If you are going to participate, SL has requested you download a copy of ANSYS Student which can be downloaded here for free.   (Built-in license valid until 07/31/24)

If you wish to just observe that's fine. But if you will be participating, he isn't asking much so lets be sure we have the tools to properly follow along and understand.

As a side-note to SL, new software can be confusing or overwhelming to some (including myself) as I learn the ropes, so please have patience.  

Without any further ado- I hand it over to Solar Lab!
Thanks Jim,

Well this should be an adventure - I'm optomistic but it will take a bit of up front work to reap the bennefits. Here's a link to get started:

Fortunately for us Ansys has provided quite a lot of help which we'll need to use as time goes. Don't get too distressed at first.

Try to work through some of the examples (Start page or ribbon: Examples). The group we're most interested in are found in the
"Examples | Maxwell" folder - "General | Magnetostatic" but they're all interesting.

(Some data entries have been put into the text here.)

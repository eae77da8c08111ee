//! Kubernetes error types
//!
//! Errors raised by the resource clients. The teardown workflow never
//! propagates these; it turns each one into a `TeardownFailure`.

use thiserror::Error;

/// Kubernetes-specific errors
#[derive(Debug, Error)]
pub enum K8sError {
    /// Kubernetes resource not found
    #[error("Resource not found: {kind}/{name} in namespace {namespace}")]
    ResourceNotFound {
        kind: String,
        name: String,
        namespace: String,
    },

    /// Error from kube-rs client
    #[cfg(feature = "kubernetes")]
    #[error("Kubernetes API error: {0}")]
    KubeError(#[from] kube::Error),

    /// Invalid kubeconfig
    #[error("Invalid kubeconfig: {0}")]
    InvalidKubeconfig(String),

    /// Permission denied
    #[error("Permission denied: {0}")]
    Forbidden(String),

    /// Resource conflict (stale resourceVersion)
    #[error("Conflict: {0}")]
    Conflict(String),

    /// Internal system error
    #[error("Internal error: {0}")]
    Internal(String),
}

impl K8sError {
    /// True when the object does not exist on the API server
    pub fn is_not_found(&self) -> bool {
        match self {
            K8sError::ResourceNotFound { .. } => true,
            #[cfg(feature = "kubernetes")]
            K8sError::KubeError(kube::Error::Api(resp)) => resp.code == 404,
            _ => false,
        }
    }

    /// True when an update lost an optimistic-concurrency race
    pub fn is_conflict(&self) -> bool {
        match self {
            K8sError::Conflict(_) => true,
            #[cfg(feature = "kubernetes")]
            K8sError::KubeError(kube::Error::Api(resp)) => resp.code == 409,
            _ => false,
        }
    }
}

/// Result type alias for Kubernetes operations
pub type K8sResult<T> = std::result::Result<T, K8sError>;

#[cfg(test)]
mod tests {
    use super::*;

    #[test]
    fn test_not_found_classification() {
        let err = K8sError::ResourceNotFound {
            kind: "Service".into(),
            name: "spark1-ui".into(),
            namespace: "demo".into(),
        };
        assert!(err.is_not_found());
        assert!(!err.is_conflict());
        assert_eq!(
            err.to_string(),
            "Resource not found: Service/spark1-ui in namespace demo"
        );
    }

    #[cfg(feature = "kubernetes")]
    #[test]
    fn test_kube_api_error_codes() {
        use kube::error::ErrorResponse;

        let conflict = K8sError::from(kube::Error::Api(ErrorResponse {
            status: "Failure".into(),
            message: "the object has been modified".into(),
            reason: "Conflict".into(),
            code: 409,
        }));
        assert!(conflict.is_conflict());
        assert!(!conflict.is_not_found());

        let missing = K8sError::from(kube::Error::Api(ErrorResponse {
            status: "Failure".into(),
            message: "not found".into(),
            reason: "NotFound".into(),
            code: 404,
        }));
        assert!(missing.is_not_found());
    }
}
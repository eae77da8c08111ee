//! Label selectors identifying the objects of one cluster

use oshinko_common::{CLUSTER_LABEL, ROLE_LABEL};
use serde::{Deserialize, Serialize};
use std::collections::BTreeMap;

/// Label keys used to tag cluster objects
#[derive(Debug, Clone, PartialEq, Eq, Serialize, Deserialize)]
#[serde(default)]
pub struct SelectorLabels {
    /// Key holding the cluster name
    pub cluster: String,
    /// Key holding the application role
    pub role: String,
}

impl Default for SelectorLabels {
    fn default() -> Self {
        Self {
            cluster: CLUSTER_LABEL.to_string(),
            role: ROLE_LABEL.to_string(),
        }
    }
}

/// Equality-based label selector
///
/// Every requirement must hold for an object to match.
#[derive(Debug, Clone, Default, PartialEq, Eq)]
pub struct Selector {
    requirements: BTreeMap<String, String>,
}

impl Selector {
    /// Select the objects of cluster `name`, optionally narrowed to one role.
    /// An empty role is treated as no role.
    pub fn for_cluster(labels: &SelectorLabels, name: &str, role: Option<&str>) -> Self {
        let selector = Self::default().with(labels.cluster.as_str(), name);

        match role.filter(|r| !r.is_empty()) {
            Some(role) => selector.with(labels.role.as_str(), role),
            None => selector,
        }
    }

    /// Add an extra `key == value` requirement
    pub fn with(mut self, key: impl Into<String>, value: impl Into<String>) -> Self {
        self.requirements.insert(key.into(), value.into());
        self
    }

    pub fn requirements(&self) -> &BTreeMap<String, String> {
        &self.requirements
    }

    /// Whether an object carrying `labels` is selected
    pub fn matches(&self, labels: &BTreeMap<String, String>) -> bool {
        self.requirements
            .iter()
            .all(|(k, v)| labels.get(k) == Some(v))
    }
}

/// Renders the API server's label-selector syntax, e.g. `cluster-name=spark1,role=master`
impl std::fmt::Display for Selector {
    fn fmt(&self, f: &mut std::fmt::Formatter<'_>) -> std::fmt::Result {
        let parts = self
            .requirements
            .iter()
            .map(|(k, v)| format!("{}={}", k, v))
            .collect::<Vec<_>>();
        f.write_str(&parts.join(","))
    }
}

#[cfg(test)]
mod tests {
    use super::*;

    fn labels(pairs: &[(&str, &str)]) -> BTreeMap<String, String> {
        pairs
            .iter()
            .map(|(k, v)| (k.to_string(), v.to_string()))
            .collect()
    }

    #[test]
    fn test_matches_cluster_name() {
        let selector = Selector::for_cluster(&SelectorLabels::default(), "spark1", None);

        assert!(selector.matches(&labels(&[("cluster-name", "spark1")])));
        assert!(!selector.matches(&labels(&[("cluster-name", "spark2")])));
        assert!(!selector.matches(&labels(&[("app", "spark1")])));
    }

    #[test]
    fn test_role_narrows_selection() {
        let selector =
            Selector::for_cluster(&SelectorLabels::default(), "spark1", Some("master"));

        assert!(selector.matches(&labels(&[("cluster-name", "spark1"), ("role", "master")])));
        assert!(!selector.matches(&labels(&[("cluster-name", "spark1"), ("role", "worker")])));
        assert!(!selector.matches(&labels(&[("cluster-name", "spark1")])));
    }

    #[test]
    fn test_empty_role_is_ignored() {
        let with_empty = Selector::for_cluster(&SelectorLabels::default(), "spark1", Some(""));
        let without = Selector::for_cluster(&SelectorLabels::default(), "spark1", None);
        assert_eq!(with_empty, without);
        assert_eq!(with_empty.requirements().len(), 1);
    }

    #[test]
    fn test_display_label_selector() {
        let selector =
            Selector::for_cluster(&SelectorLabels::default(), "spark1", Some("worker"));
        assert_eq!(selector.to_string(), "cluster-name=spark1,role=worker");
    }

    #[test]
    fn test_extra_requirement() {
        let selector =
            Selector::for_cluster(&SelectorLabels::default(), "spark1", None).with("app", "spark");

        assert!(selector.matches(&labels(&[("cluster-name", "spark1"), ("app", "spark")])));
        assert!(!selector.matches(&labels(&[("cluster-name", "spark1")])));
        assert_eq!(selector.to_string(), "app=spark,cluster-name=spark1");
    }

    #[test]
    fn test_custom_label_keys() {
        let keys = SelectorLabels {
            cluster: "oshinko-cluster".into(),
            role: "oshinko-type".into(),
        };
        let selector = Selector::for_cluster(&keys, "spark1", None);
        assert!(selector.matches(&labels(&[("oshinko-cluster", "spark1")])));
        assert_eq!(selector.to_string(), "oshinko-cluster=spark1");
    }

    #[test]
    fn test_name_passed_through_verbatim() {
        let selector = Selector::for_cluster(&SelectorLabels::default(), "Not A Name!", None);
        assert_eq!(selector.to_string(), "cluster-name=Not A Name!");
    }
}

Some of these have a preview "Image" with an explaination (sometimes) in the "Notes" tab. Might have to use the ribbon "Window | Tile xxx"
to see all the windows at once.

Each Pane generally has only a header initially with a "+" in front of it - click the "+" to see the "rest of the story!" Sometimes there are several
sub-projects under one project. Each one is a seperate analysis, so to speak. Along the bottom of the top ribbon is where you can select a quick 
action;   e.g. "Draw, Model, Simulation, etc..

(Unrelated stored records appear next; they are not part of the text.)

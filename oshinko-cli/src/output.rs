//! Output formatting for CLI

use colored::Colorize;
use serde::Serialize;
use tabled::{Table, Tabled};

/// Output format options
#[derive(Debug, Clone, Copy, PartialEq)]
pub enum OutputFormat {
    Table,
    Json,
    Yaml,
}

impl OutputFormat {
    pub fn from_str(s: &str) -> Self {
        match s.to_lowercase().as_str() {
            "json" => OutputFormat::Json,
            "yaml" | "yml" => OutputFormat::Yaml,
            _ => OutputFormat::Table,
        }
    }
}

/// Print a single item as JSON or YAML; table format falls back to JSON
pub fn print_single<T: Serialize>(data: &T, format: OutputFormat) -> anyhow::Result<()> {
    match format {
        OutputFormat::Table | OutputFormat::Json => print_json(data)?,
        OutputFormat::Yaml => print_yaml(data)?,
    }
    Ok(())
}

/// Print data as a table using the tabled crate
pub fn print_table<T: Tabled>(data: Vec<T>) {
    if data.is_empty() {
        println!("{}", "No results found".yellow());
        return;
    }

    let table = Table::new(data);
    println!("{}", table);
}

/// Print data as pretty-printed JSON
pub fn print_json<T: Serialize>(data: &T) -> anyhow::Result<()> {
    let json = serde_json::to_string_pretty(data)?;
    println!("{}", json);
    Ok(())
}

/// Print data as YAML
pub fn print_yaml<T: Serialize>(data: &T) -> anyhow::Result<()> {
    let yaml = serde_yaml::to_string(data)?;
    println!("{}", yaml);
    Ok(())
}

/// Print a success message with green checkmark
pub fn print_success(message: &str) {
    println!("{} {}", "✓".green().bold(), message.green());
}

/// Print an error message with red X
pub fn print_error(message: &str) {
    eprintln!("{} {}", "✗".red().bold(), message.red());
}

/// Print a warning message with yellow triangle
pub fn print_warning(message: &str) {
    println!("{} {}", "⚠".yellow().bold(), message.yellow());
}

#[cfg(test)]
mod tests {
    use super::*;

    #[test]
    fn test_output_format_parsing() {
        assert_eq!(OutputFormat::from_str("json"), OutputFormat::Json);
        assert_eq!(OutputFormat::from_str("YAML"), OutputFormat::Yaml);
        assert_eq!(OutputFormat::from_str("yml"), OutputFormat::Yaml);
        assert_eq!(OutputFormat::from_str("table"), OutputFormat::Table);
        assert_eq!(OutputFormat::from_str("anything"), OutputFormat::Table);
    }
}
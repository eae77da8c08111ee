//! Cluster teardown workflow
//!
//! Removes every object labelled with a cluster's name:
//! 1. enumerate deployment configs, replication controllers and services
//! 2. delete the deployment configs so nothing scales the controllers back up
//! 3. scale the replication controllers to zero
//! 4. wait (bounded) for their pods to drain
//! 5. delete the replication controllers, then the services
//!
//! No step aborts the workflow. Every failure is recorded in the returned
//! [`TeardownReport`] and the remaining objects are still processed, so a
//! rerun on a half-deleted cluster picks up whatever is left.

pub mod delete;
pub mod enumerate;
pub mod scale;
pub mod wait;

use oshinko_common::{ClusterIdentity, TeardownReport};
use tracing::{info, info_span, Instrument};

use crate::kubernetes::resources::{ResourceClient, ScalableController};
use crate::kubernetes::selector::{Selector, SelectorLabels};

pub use delete::delete_all;
pub use enumerate::enumerate;
pub use scale::scale_down;
pub use wait::{wait_for_all, wait_for_replicas, Backoff, WaitOutcome, WaitPolicy};

/// Everything one teardown call needs, passed by value
pub struct TeardownContext<T, C, S> {
    pub cluster: ClusterIdentity,
    pub selector: Selector,
    /// Deployment templates
    pub templates: T,
    /// Scalable controllers
    pub controllers: C,
    /// Network endpoints
    pub services: S,
    pub wait_policy: WaitPolicy,
}

impl<T, C, S> TeardownContext<T, C, S> {
    /// Context selecting every object of `cluster` by its name label
    pub fn new(
        cluster: ClusterIdentity,
        labels: &SelectorLabels,
        templates: T,
        controllers: C,
        services: S,
    ) -> Self {
        let selector = Selector::for_cluster(labels, &cluster.name, None);
        Self {
            cluster,
            selector,
            templates,
            controllers,
            services,
            wait_policy: WaitPolicy::default(),
        }
    }

    pub fn with_selector(mut self, selector: Selector) -> Self {
        self.selector = selector;
        self
    }

    pub fn with_wait_policy(mut self, policy: WaitPolicy) -> Self {
        self.wait_policy = policy;
        self
    }
}

/// Tear down one cluster, collecting every failure
pub async fn teardown<T, C, S>(ctx: TeardownContext<T, C, S>) -> TeardownReport
where
    T: ResourceClient,
    C: ResourceClient,
    C::Object: ScalableController,
    S: ResourceClient,
{
    let span = info_span!(
        "teardown",
        cluster = %ctx.cluster.name,
        namespace = %ctx.cluster.namespace
    );

    run(ctx).instrument(span).await
}

async fn run<T, C, S>(ctx: TeardownContext<T, C, S>) -> TeardownReport
where
    T: ResourceClient,
    C: ResourceClient,
    C::Object: ScalableController,
    S: ResourceClient,
{
    let TeardownContext {
        cluster,
        selector,
        templates,
        controllers,
        services,
        wait_policy,
    } = ctx;

    let namespace = cluster.namespace.clone();
    let mut report = TeardownReport::new(cluster);

    info!(selector = %selector, "tearing down cluster");

    let template_objects = enumerate(&templates, &namespace, &selector, &mut report).await;
    let controller_objects = enumerate(&controllers, &namespace, &selector, &mut report).await;
    let service_objects = enumerate(&services, &namespace, &selector, &mut report).await;

    if template_objects.is_empty() && controller_objects.is_empty() && service_objects.is_empty() {
        info!("no objects found for cluster");
        return report;
    }

    delete_all(&templates, &namespace, &template_objects, &mut report).await;

    let scaled = scale_down(&controllers, &namespace, &controller_objects, &mut report).await;
    if !scaled.is_empty() {
        info!(
            controllers = scaled.len(),
            max_wait = ?wait_policy.max_wait(),
            "waiting for controllers to drain"
        );
        wait_for_all(&controllers, &namespace, &scaled, &wait_policy).await;
    }

    delete_all(&controllers, &namespace, &controller_objects, &mut report).await;
    delete_all(&services, &namespace, &service_objects, &mut report).await;

    info!(
        deleted = report.deleted.len(),
        failures = report.failures.len(),
        "teardown finished"
    );

    report
}

/// Tear down `name` in `namespace` with default labels and wait policy,
/// returning the joined diagnostic summary (empty on success)
pub async fn teardown_cluster<T, C, S>(
    name: &str,
    namespace: &str,
    templates: T,
    controllers: C,
    services: S,
) -> String
where
    T: ResourceClient,
    C: ResourceClient,
    C::Object: ScalableController,
    S: ResourceClient,
{
    let ctx = TeardownContext::new(
        ClusterIdentity::new(name, namespace),
        &SelectorLabels::default(),
        templates,
        controllers,
        services,
    );

    teardown(ctx).await.summary()
}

Remember to "double click" to highlight the Sub-Project. The list Left of the Graphics window is where the (physical) Components in the design are found.

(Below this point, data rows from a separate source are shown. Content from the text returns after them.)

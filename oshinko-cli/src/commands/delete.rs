use crate::config::Config;
use crate::output::{self, OutputFormat};
use anyhow::{bail, Result};
use oshinko_core::kubernetes::client::K8sClient;
use oshinko_core::kubernetes::KubeClients;
use oshinko_core::{
    teardown, ClusterIdentity, Selector, TeardownContext, TeardownFailure, TeardownReport,
};
use std::time::Duration;
use tabled::Tabled;

/// Arguments of `oshinko delete`
#[derive(Debug, Clone)]
pub struct DeleteArgs {
    pub name: String,
    pub role: Option<String>,
    pub namespace: Option<String>,
    pub context: Option<String>,
    pub wait_attempts: Option<u32>,
    pub wait_interval_ms: Option<u64>,
}

#[derive(Tabled)]
struct FailureRow {
    phase: String,
    kind: String,
    object: String,
    cause: String,
}

impl From<&TeardownFailure> for FailureRow {
    fn from(f: &TeardownFailure) -> Self {
        Self {
            phase: f.phase.to_string(),
            kind: f.kind.to_string(),
            object: f.object.clone().unwrap_or_else(|| "-".to_string()),
            cause: f.cause.clone(),
        }
    }
}

pub async fn handle_delete_command(
    args: DeleteArgs,
    config: &Config,
    output_format: OutputFormat,
) -> Result<()> {
    let context = args.context.as_deref().or(config.context.as_deref());
    let client = match context {
        Some(context) => K8sClient::from_context(context).await?,
        None => K8sClient::infer().await?,
    };

    let namespace = args
        .namespace
        .clone()
        .or_else(|| config.namespace.clone())
        .unwrap_or_else(|| client.default_namespace().to_string());

    let mut policy = config.wait.policy();
    if let Some(attempts) = args.wait_attempts {
        policy.max_attempts = attempts;
    }
    if let Some(ms) = args.wait_interval_ms {
        policy.interval = Duration::from_millis(ms);
    }

    tracing::info!(
        cluster = %args.name,
        namespace = %namespace,
        api_server = client.api_server(),
        context = client.context().unwrap_or("current"),
        "deleting cluster"
    );

    let clients = KubeClients::new(client);
    let selector = Selector::for_cluster(&config.labels, &args.name, args.role.as_deref());
    let ctx = TeardownContext::new(
        ClusterIdentity::new(&args.name, &namespace),
        &config.labels,
        clients.templates,
        clients.controllers,
        clients.services,
    )
    .with_selector(selector)
    .with_wait_policy(policy);

    let report = teardown(ctx).await;
    render_report(&report, output_format)?;

    if !report.is_success() {
        bail!(incomplete_message(&report));
    }

    Ok(())
}

fn incomplete_message(report: &TeardownReport) -> String {
    format!(
        "cluster \"{}\" was not fully deleted: {}",
        report.cluster.name,
        report.summary()
    )
}

fn render_report(report: &TeardownReport, format: OutputFormat) -> Result<()> {
    match format {
        OutputFormat::Table => {
            if report.is_success() {
                output::print_success(&deleted_message(&report.cluster.name));
            } else {
                output::print_warning("Deletion may be incomplete:");
                output::print_table(report.failures.iter().map(FailureRow::from).collect());
            }
        }
        OutputFormat::Json | OutputFormat::Yaml => output::print_single(report, format)?,
    }
    Ok(())
}

fn deleted_message(name: &str) -> String {
    format!("cluster \"{}\" deleted", name)
}
use super::config::PipelineConfig;

#[derive(Debug, Clone, Copy, PartialEq, Eq)]
pub enum ScalingDecision {
    ScaleUp,
    ScaleDown,
    Steady,
}

/// Occupancy thresholds and pool bounds. `low_water < high_water` is the
/// hysteresis band; inside it the pool is left alone.
#[derive(Debug, Clone, Copy)]
pub struct ScalingPolicy {
    pub min: usize,
    pub max: usize,
    pub high_water: usize,
    pub low_water: usize,
}

impl ScalingPolicy {
    pub fn from_config(config: &PipelineConfig) -> ScalingPolicy {
        ScalingPolicy {
            min: config.min_workers,
            max: config.max_workers,
            high_water: config.high_water,
            low_water: config.low_water,
        }
    }

    pub fn decide(&self, occupancy: usize, count: usize) -> ScalingDecision {
        if occupancy >= self.high_water && count < self.max {
            ScalingDecision::ScaleUp
        } else if occupancy <= self.low_water && count > self.min {
            ScalingDecision::ScaleDown
        } else {
            ScalingDecision::Steady
        }
    }
}

/// What the supervisor last saw and did.
#[derive(Debug, Clone, Copy, PartialEq, Eq)]
pub struct ScalingState {
    pub count: usize,
    pub occupancy: usize,
    pub last_action: ScalingDecision,
}

impl ScalingState {
    pub fn new(count: usize) -> ScalingState {
        ScalingState {
            count,
            occupancy: 0,
            last_action: ScalingDecision::Steady,
        }
    }

    /// Applies one tick. The count moves by at most one.
    pub fn apply(&mut self, policy: &ScalingPolicy, occupancy: usize) -> ScalingDecision {
        let decision = policy.decide(occupancy, self.count);
        match decision {
            ScalingDecision::ScaleUp => self.count += 1,
            ScalingDecision::ScaleDown => self.count -= 1,
            ScalingDecision::Steady => {}
        }
        self.occupancy = occupancy;
        self.last_action = decision;
        decision
    }
}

Set up a "Junk AEDT," or whatever, folder to save your eample files to - this way you won't corrupt the original example (this might have been
fixed in the newer versions - so you can't save/destroy the example folder files ?).

Anyway, have a look around - you can't really break anything! :o)

Any ideas about my writing/presentation style are very welcome; (point form, short paragraph, book form) Let me know.

Welcome Aboard (and I hope you enjoy this journey to Hell!)

Objectives and Challenges

A fundamental Objective is to discover and determine if there is a conventional Soure of Energy
that's all around us, in abundance, that is somewhat easy to obtain and use. As it turns out
there is - certain metals contain random magnetic dipoles that can aligned to perform a useful
gain function by simply aligning these dipoles by using a coil of wire and applying a current.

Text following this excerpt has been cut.